Would you return the complete listing below word for word?

• SOURCE MATERIAL:
#####
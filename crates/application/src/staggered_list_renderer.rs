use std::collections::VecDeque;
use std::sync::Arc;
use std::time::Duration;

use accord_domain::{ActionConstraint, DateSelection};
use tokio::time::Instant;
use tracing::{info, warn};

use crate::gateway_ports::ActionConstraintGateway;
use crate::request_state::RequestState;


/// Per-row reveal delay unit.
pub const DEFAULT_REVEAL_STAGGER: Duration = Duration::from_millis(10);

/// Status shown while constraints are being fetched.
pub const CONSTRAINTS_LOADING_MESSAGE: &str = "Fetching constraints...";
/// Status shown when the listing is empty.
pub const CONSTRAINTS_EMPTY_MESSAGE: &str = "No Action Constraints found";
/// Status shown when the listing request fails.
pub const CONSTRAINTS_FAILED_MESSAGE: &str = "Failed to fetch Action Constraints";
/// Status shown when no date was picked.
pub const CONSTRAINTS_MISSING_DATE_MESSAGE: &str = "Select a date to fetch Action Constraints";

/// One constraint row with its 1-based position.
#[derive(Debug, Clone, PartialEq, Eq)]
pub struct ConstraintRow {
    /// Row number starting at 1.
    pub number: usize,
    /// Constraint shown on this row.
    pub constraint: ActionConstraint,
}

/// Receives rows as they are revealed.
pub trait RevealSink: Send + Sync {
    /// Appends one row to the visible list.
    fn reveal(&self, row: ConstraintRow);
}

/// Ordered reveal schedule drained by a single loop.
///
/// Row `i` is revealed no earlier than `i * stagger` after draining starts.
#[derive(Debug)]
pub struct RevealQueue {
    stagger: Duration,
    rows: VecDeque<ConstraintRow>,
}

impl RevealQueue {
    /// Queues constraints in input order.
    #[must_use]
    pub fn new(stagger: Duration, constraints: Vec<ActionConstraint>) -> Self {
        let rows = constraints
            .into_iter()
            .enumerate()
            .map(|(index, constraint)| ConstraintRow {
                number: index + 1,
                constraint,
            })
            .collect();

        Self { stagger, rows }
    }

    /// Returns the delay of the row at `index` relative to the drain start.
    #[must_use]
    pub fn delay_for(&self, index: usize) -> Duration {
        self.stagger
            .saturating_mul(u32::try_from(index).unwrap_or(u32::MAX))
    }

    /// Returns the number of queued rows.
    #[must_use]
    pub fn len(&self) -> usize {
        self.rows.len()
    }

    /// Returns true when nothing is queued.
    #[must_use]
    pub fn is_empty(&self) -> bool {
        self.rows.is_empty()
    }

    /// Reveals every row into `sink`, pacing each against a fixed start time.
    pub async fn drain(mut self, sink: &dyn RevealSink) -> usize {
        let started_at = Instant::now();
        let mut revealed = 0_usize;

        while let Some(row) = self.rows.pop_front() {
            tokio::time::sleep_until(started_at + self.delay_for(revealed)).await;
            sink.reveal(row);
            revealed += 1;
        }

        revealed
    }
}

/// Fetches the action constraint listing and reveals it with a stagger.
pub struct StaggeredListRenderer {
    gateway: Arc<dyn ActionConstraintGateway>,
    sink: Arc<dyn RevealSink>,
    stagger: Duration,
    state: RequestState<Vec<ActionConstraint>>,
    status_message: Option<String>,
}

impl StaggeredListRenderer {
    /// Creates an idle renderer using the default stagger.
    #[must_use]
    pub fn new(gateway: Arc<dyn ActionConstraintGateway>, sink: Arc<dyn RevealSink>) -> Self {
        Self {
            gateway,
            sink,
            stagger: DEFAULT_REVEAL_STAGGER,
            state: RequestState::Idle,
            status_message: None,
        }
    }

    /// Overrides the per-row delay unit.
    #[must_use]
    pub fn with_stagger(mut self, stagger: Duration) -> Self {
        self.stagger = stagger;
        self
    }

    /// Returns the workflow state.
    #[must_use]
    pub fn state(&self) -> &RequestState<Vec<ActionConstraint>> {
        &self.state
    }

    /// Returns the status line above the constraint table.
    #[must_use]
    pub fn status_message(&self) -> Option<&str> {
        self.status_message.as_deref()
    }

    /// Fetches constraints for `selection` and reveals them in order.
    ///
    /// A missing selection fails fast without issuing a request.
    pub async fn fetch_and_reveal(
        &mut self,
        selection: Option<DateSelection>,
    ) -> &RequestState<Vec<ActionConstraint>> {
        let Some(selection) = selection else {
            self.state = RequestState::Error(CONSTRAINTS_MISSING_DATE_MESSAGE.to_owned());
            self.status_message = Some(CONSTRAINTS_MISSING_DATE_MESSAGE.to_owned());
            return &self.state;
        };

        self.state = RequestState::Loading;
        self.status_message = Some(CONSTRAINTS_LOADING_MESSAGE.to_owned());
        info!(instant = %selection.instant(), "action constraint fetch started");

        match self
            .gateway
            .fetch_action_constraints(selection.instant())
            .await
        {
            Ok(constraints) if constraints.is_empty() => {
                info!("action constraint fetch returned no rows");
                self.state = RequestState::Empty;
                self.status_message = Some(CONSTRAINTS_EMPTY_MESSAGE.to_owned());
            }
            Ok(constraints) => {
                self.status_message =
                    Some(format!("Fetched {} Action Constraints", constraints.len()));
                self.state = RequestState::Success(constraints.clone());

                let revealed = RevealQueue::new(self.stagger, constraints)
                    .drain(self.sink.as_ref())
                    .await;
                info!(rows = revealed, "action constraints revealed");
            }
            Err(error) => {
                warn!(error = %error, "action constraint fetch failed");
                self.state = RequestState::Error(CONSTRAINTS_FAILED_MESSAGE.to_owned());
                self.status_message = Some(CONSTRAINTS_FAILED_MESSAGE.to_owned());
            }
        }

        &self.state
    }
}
#####
• YOUR SOLUTION:
filename crates/application/src/staggered_list_renderer.rs
use std::collections::VecDeque;
use std::sync::Arc;
use std::time::Duration;

use accord_domain::{ActionConstraint, DateSelection};
use tokio::time::Instant;
use tracing::{info, warn};

use crate::gateway_ports::ActionConstraintGateway;
use crate::request_state::RequestState;


/// Per-row reveal delay unit.
pub const DEFAULT_REVEAL_STAGGER: Duration = Duration::from_millis(10);

/// Status shown while constraints are being fetched.
pub const CONSTRAINTS_LOADING_MESSAGE: &str = "Fetching constraints...";
/// Status shown when the listing is empty.
pub const CONSTRAINTS_EMPTY_MESSAGE: &str = "No Action Constraints found";
/// Status shown when the listing request fails.
pub const CONSTRAINTS_FAILED_MESSAGE: &str = "Failed to fetch Action Constraints";
/// Status shown when no date was picked.
pub const CONSTRAINTS_MISSING_DATE_MESSAGE: &str = "Select a date to fetch Action Constraints";

/// One constraint row with its 1-based position.
#[derive(Debug, Clone, PartialEq, Eq)]
pub struct ConstraintRow {
    /// Row number starting at 1.
    pub number: usize,
    /// Constraint shown on this row.
    pub constraint: ActionConstraint,
}

/// Receives rows as they are revealed.
pub trait RevealSink: Send + Sync {
    /// Appends one row to the visible list.
    fn reveal(&self, row: ConstraintRow);
}

/// Ordered reveal schedule drained by a single loop.
///
/// Row `i` is revealed no earlier than `i * stagger` after draining starts.
#[derive(Debug)]
pub struct RevealQueue {
    stagger: Duration,
    rows: VecDeque<ConstraintRow>,
}

impl RevealQueue {
    /// Queues constraints in input order.
    #[must_use]
    pub fn new(stagger: Duration, constraints: Vec<ActionConstraint>) -> Self {
        let rows = constraints
            .into_iter()
            .enumerate()
            .map(|(index, constraint)| ConstraintRow {
                number: index + 1,
                constraint,
            })
            .collect();

        Self { stagger, rows }
    }

    /// Returns the delay of the row at `index` relative to the drain start.
    #[must_use]
    pub fn delay_for(&self, index: usize) -> Duration {
        self.stagger
            .saturating_mul(u32::try_from(index).unwrap_or(u32::MAX))
    }

    /// Returns the number of queued rows.
    #[must_use]
    pub fn len(&self) -> usize {
        self.rows.len()
    }

    /// Returns true when nothing is queued.
    #[must_use]
    pub fn is_empty(&self) -> bool {
        self.rows.is_empty()
    }

    /// Reveals every row into `sink`, pacing each against a fixed start time.
    pub async fn drain(mut self, sink: &dyn RevealSink) -> usize {
        let started_at = Instant::now();
        let mut revealed = 0_usize;

        while let Some(row) = self.rows.pop_front() {
            tokio::time::sleep_until(started_at + self.delay_for(revealed)).await;
            sink.reveal(row);
            revealed += 1;
        }

        revealed
    }
}

/// Fetches the action constraint listing and reveals it with a stagger.
pub struct StaggeredListRenderer {
    gateway: Arc<dyn ActionConstraintGateway>,
    sink: Arc<dyn RevealSink>,
    stagger: Duration,
    state: RequestState<Vec<ActionConstraint>>,
    status_message: Option<String>,
}

impl StaggeredListRenderer {
    /// Creates an idle renderer using the default stagger.
    #[must_use]
    pub fn new(gateway: Arc<dyn ActionConstraintGateway>, sink: Arc<dyn RevealSink>) -> Self {
        Self {
            gateway,
            sink,
            stagger: DEFAULT_REVEAL_STAGGER,
            state: RequestState::Idle,
            status_message: None,
        }
    }

    /// Overrides the per-row delay unit.
    #[must_use]
    pub fn with_stagger(mut self, stagger: Duration) -> Self {
        self.stagger = stagger;
        self
    }

    /// Returns the workflow state.
    #[must_use]
    pub fn state(&self) -> &RequestState<Vec<ActionConstraint>> {
        &self.state
    }

    /// Returns the status line above the constraint table.
    #[must_use]
    pub fn status_message(&self) -> Option<&str> {
        self.status_message.as_deref()
    }

    /// Fetches constraints for `selection` and reveals them in order.
    ///
    /// A missing selection fails fast without issuing a request.
    pub async fn fetch_and_reveal(
        &mut self,
        selection: Option<DateSelection>,
    ) -> &RequestState<Vec<ActionConstraint>> {
        let Some(selection) = selection else {
            self.state = RequestState::Error(CONSTRAINTS_MISSING_DATE_MESSAGE.to_owned());
            self.status_message = Some(CONSTRAINTS_MISSING_DATE_MESSAGE.to_owned());
            return &self.state;
        };

        self.state = RequestState::Loading;
        self.status_message = Some(CONSTRAINTS_LOADING_MESSAGE.to_owned());
        info!(instant = %selection.instant(), "action constraint fetch started");

        match self
            .gateway
            .fetch_action_constraints(selection.instant())
            .await
        {
            Ok(constraints) if constraints.is_empty() => {
                info!("action constraint fetch returned no rows");
                self.state = RequestState::Empty;
                self.status_message = Some(CONSTRAINTS_EMPTY_MESSAGE.to_owned());
            }
            Ok(constraints) => {
                self.status_message =
                    Some(format!("Fetched {} Action Constraints", constraints.len()));
                self.state = RequestState::Success(constraints.clone());

                let revealed = RevealQueue::new(self.stagger, constraints)
                    .drain(self.sink.as_ref())
                    .await;
                info!(rows = revealed, "action constraints revealed");
            }
            Err(error) => {
                warn!(error = %error, "action constraint fetch failed");
                self.state = RequestState::Error(CONSTRAINTS_FAILED_MESSAGE.to_owned());
                self.status_message = Some(CONSTRAINTS_FAILED_MESSAGE.to_owned());
            }
        }

        &self.state
    }
}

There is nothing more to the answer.